To ensure body homeostasis amino acids (AA) are (re)absorbed by epithelial cells of the intestinal mucosa and renal proximal tubules. This sequential transepithelial transport includes an apical uptake followed by a basolateral efflux. The luminal uptake is mediated by different AA transporters but most neutral AAs are transported by the luminal Broad neutral Amino acid Transporter B 0 AT1 (SLC6A19). The regulation of this transporter is poorly known; in particular its potential short‐term regulation by its substrates has not been investigated. We hypothesized that similarly to glucose transporters the expression of B 0 AT1 might be repressed if costs of its synthesis and expression exceed its benefits and thus it would be upregulated by AAs to absorb them efficiently when available. To investigate the possible short‐term regulation of B 0 AT1 by AAs in vivo, we assessed in rats whether after a fast of 4 or 16 hours, intragastric AA application upregulates B 0 AT1 expression in intestinal brush border membranes. The time point of analysis after amino acid gavage was determined based on micro Computer Tomography measurements showing when the AA mix reached the small intestine.
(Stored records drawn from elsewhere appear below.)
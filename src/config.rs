use crate::models::config::UpdateConfig;
use crate::models::error::SError;
use camino::{Utf8Path, Utf8PathBuf};
use directories::ProjectDirs;
use tracing::warn;

const APP_NAME: &str = "mod_scout";
const CONFIG_NAME: &str = "config";

/// Per-user data directory, falling back to the executable's folder.
pub fn data_dir() -> Utf8PathBuf {
    ProjectDirs::from("com", "martes", APP_NAME)
        .map(|dirs| dirs.data_dir().to_path_buf())
        .or_else(|| {
            std::env::current_exe()
                .ok()
                .and_then(|exe_path| exe_path.parent().map(|p| p.to_path_buf()))
        })
        .and_then(|p| Utf8PathBuf::from_path_buf(p).ok())
        .unwrap_or_else(|| Utf8PathBuf::from("."))
}

pub fn logs_dir() -> Utf8PathBuf {
    data_dir().join("logs")
}

/// Where the mod state registry snapshot is kept between runs.
pub fn state_file() -> Utf8PathBuf {
    data_dir().join("states.toml")
}

impl UpdateConfig {
    pub fn load() -> Result<UpdateConfig, SError> {
        Ok(confy::load(APP_NAME, CONFIG_NAME)?)
    }

    /// Like [`UpdateConfig::load`], but a broken config file yields defaults.
    pub fn load_or_default() -> UpdateConfig {
        Self::load()
            .inspect_err(|e| warn!(error = %e, "using default update config"))
            .unwrap_or_default()
    }

    pub fn save(&self) -> Result<(), SError> {
        Ok(confy::store(APP_NAME, CONFIG_NAME, self)?)
    }

    pub fn load_path(path: &Utf8Path) -> Result<UpdateConfig, SError> {
        Ok(confy::load_path(path)?)
    }

    pub fn save_path(&self, path: &Utf8Path) -> Result<(), SError> {
        Ok(confy::store_path(path, self)?)
    }
}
However, functional analysis of AA absorption in isolated ex vivo intestinal rings showed no significant difference between rats having received a water or an AA gavage. In addition, protein expression levels of B 0 AT1 in the intestinal brush border analyzed by Western blotting did not reveal a difference between rats having received a water or AA gavage. In conclusion, in the selected experimental conditions, the expression and function of the apical AA transporter B 0 AT1 was not regulated in the short‐term by the preceding application of its substrate AAs. Supported by the Swiss National Science Foundation.